#### Data under study
──────

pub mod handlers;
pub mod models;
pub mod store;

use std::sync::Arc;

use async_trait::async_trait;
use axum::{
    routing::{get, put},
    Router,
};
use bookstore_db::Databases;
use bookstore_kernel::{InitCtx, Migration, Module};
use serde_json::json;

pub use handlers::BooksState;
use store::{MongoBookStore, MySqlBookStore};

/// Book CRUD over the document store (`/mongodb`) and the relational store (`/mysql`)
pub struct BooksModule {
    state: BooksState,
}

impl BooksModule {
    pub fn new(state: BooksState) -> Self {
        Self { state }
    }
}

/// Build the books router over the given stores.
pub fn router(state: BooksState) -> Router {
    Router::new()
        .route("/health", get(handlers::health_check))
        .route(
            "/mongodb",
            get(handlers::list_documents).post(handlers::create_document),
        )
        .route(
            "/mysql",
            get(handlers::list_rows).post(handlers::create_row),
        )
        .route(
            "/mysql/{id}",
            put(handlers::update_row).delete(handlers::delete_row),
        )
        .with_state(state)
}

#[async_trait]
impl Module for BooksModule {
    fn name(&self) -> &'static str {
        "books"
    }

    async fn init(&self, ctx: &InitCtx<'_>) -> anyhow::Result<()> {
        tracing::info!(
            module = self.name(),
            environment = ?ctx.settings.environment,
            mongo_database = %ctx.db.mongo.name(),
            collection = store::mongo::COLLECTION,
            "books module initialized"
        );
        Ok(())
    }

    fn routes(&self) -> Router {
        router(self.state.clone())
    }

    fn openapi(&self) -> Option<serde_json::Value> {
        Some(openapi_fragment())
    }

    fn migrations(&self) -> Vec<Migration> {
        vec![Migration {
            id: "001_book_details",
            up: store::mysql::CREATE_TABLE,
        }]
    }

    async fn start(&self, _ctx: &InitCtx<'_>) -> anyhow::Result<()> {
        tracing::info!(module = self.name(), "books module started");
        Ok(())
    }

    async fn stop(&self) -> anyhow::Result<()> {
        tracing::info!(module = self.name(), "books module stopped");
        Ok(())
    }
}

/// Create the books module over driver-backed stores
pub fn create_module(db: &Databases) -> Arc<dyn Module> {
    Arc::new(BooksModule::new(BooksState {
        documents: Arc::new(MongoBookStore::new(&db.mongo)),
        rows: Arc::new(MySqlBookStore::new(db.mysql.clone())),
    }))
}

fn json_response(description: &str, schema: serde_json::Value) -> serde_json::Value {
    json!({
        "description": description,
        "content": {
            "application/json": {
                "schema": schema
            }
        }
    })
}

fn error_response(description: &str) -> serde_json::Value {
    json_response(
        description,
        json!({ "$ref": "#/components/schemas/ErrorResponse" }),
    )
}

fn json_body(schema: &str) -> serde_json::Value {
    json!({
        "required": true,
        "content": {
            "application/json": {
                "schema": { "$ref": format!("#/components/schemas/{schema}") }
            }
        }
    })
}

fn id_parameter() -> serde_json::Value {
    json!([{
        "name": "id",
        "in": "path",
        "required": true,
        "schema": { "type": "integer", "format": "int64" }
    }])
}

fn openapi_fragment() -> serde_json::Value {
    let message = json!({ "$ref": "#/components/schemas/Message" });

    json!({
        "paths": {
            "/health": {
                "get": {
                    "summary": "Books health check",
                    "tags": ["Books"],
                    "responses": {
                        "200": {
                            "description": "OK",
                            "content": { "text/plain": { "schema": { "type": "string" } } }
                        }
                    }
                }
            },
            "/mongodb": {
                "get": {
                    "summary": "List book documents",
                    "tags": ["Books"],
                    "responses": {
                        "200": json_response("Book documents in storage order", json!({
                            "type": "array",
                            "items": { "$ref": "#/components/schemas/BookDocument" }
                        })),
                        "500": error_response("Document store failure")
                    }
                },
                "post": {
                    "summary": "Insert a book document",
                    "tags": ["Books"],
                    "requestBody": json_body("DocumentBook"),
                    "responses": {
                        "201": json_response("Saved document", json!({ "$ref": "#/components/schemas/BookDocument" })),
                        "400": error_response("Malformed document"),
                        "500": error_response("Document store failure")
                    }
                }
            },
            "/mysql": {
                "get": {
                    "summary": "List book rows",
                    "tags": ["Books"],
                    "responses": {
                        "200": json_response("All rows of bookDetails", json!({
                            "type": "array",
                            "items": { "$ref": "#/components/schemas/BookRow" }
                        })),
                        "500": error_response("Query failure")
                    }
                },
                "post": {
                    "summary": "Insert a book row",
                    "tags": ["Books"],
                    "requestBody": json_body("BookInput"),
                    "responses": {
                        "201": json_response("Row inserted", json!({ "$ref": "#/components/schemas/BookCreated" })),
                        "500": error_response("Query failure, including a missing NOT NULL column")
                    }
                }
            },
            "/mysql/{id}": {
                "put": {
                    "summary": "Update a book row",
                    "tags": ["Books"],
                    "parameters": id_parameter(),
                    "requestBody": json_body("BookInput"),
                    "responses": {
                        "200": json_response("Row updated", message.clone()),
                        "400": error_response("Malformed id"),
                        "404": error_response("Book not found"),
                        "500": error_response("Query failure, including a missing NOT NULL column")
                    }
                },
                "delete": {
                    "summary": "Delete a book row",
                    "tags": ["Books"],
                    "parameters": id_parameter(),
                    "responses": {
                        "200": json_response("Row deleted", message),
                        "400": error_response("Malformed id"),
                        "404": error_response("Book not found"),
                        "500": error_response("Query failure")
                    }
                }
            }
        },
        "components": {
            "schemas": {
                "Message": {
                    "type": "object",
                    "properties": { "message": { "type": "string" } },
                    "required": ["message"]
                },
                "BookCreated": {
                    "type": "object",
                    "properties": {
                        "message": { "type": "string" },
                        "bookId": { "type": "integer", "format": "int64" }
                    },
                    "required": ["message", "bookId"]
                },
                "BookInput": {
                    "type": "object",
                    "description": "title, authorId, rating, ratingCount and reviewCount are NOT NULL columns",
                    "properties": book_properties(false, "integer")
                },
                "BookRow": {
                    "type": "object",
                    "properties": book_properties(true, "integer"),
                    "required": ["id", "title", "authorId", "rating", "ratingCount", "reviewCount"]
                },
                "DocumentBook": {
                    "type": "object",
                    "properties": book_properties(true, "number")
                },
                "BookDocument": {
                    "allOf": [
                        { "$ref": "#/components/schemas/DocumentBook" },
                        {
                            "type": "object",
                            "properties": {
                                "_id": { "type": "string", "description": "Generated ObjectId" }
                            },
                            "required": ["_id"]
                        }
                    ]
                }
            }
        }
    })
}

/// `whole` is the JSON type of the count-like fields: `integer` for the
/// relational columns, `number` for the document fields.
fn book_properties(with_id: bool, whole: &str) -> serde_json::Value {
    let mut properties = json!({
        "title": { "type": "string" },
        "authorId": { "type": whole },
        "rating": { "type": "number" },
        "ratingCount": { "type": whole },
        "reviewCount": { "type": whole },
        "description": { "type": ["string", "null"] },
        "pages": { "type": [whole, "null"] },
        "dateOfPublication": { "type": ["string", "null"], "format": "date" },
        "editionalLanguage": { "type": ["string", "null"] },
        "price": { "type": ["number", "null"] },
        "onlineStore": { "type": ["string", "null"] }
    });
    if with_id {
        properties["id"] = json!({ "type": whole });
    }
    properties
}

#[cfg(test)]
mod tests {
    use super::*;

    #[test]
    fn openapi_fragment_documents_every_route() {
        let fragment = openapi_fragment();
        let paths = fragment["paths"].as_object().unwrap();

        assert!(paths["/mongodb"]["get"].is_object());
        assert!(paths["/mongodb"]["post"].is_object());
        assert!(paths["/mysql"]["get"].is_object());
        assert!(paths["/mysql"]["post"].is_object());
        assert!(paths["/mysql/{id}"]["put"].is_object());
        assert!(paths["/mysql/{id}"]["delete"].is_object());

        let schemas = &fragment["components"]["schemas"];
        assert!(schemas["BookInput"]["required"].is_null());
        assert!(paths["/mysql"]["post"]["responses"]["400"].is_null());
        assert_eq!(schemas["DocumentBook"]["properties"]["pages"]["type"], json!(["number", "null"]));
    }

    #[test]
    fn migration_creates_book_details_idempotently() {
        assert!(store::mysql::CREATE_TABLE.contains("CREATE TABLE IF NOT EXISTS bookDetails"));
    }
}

──────

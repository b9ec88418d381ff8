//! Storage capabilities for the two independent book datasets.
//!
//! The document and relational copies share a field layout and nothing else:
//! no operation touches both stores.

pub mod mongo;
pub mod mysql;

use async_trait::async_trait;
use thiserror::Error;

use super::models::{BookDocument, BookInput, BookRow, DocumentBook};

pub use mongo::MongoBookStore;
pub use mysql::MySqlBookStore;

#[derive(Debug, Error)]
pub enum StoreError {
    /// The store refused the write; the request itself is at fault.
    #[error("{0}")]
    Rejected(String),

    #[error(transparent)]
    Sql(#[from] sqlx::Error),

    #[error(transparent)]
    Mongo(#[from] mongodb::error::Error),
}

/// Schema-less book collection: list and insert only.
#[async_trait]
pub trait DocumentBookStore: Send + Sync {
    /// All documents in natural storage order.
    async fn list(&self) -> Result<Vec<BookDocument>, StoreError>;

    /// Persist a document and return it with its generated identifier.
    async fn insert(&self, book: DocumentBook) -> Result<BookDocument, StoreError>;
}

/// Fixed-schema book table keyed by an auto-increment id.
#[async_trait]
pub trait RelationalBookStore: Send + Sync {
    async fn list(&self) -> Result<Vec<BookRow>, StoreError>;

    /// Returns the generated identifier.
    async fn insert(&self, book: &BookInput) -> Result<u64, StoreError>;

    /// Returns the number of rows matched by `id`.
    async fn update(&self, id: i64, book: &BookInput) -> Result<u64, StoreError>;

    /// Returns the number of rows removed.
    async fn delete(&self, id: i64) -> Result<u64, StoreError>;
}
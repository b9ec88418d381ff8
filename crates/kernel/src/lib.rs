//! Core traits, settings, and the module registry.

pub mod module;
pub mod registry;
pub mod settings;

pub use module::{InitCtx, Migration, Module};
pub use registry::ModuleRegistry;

──────

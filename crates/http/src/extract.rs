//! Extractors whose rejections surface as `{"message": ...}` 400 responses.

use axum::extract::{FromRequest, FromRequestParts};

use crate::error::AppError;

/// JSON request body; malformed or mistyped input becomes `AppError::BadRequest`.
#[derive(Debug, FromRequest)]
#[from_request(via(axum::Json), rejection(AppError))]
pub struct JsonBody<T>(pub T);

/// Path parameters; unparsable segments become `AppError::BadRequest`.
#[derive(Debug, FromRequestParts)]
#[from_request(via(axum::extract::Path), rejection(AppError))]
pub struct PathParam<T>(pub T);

──────

#### Problem description
Tally up the lines above containing "impl"; the number is the full answer.

#### Response area
2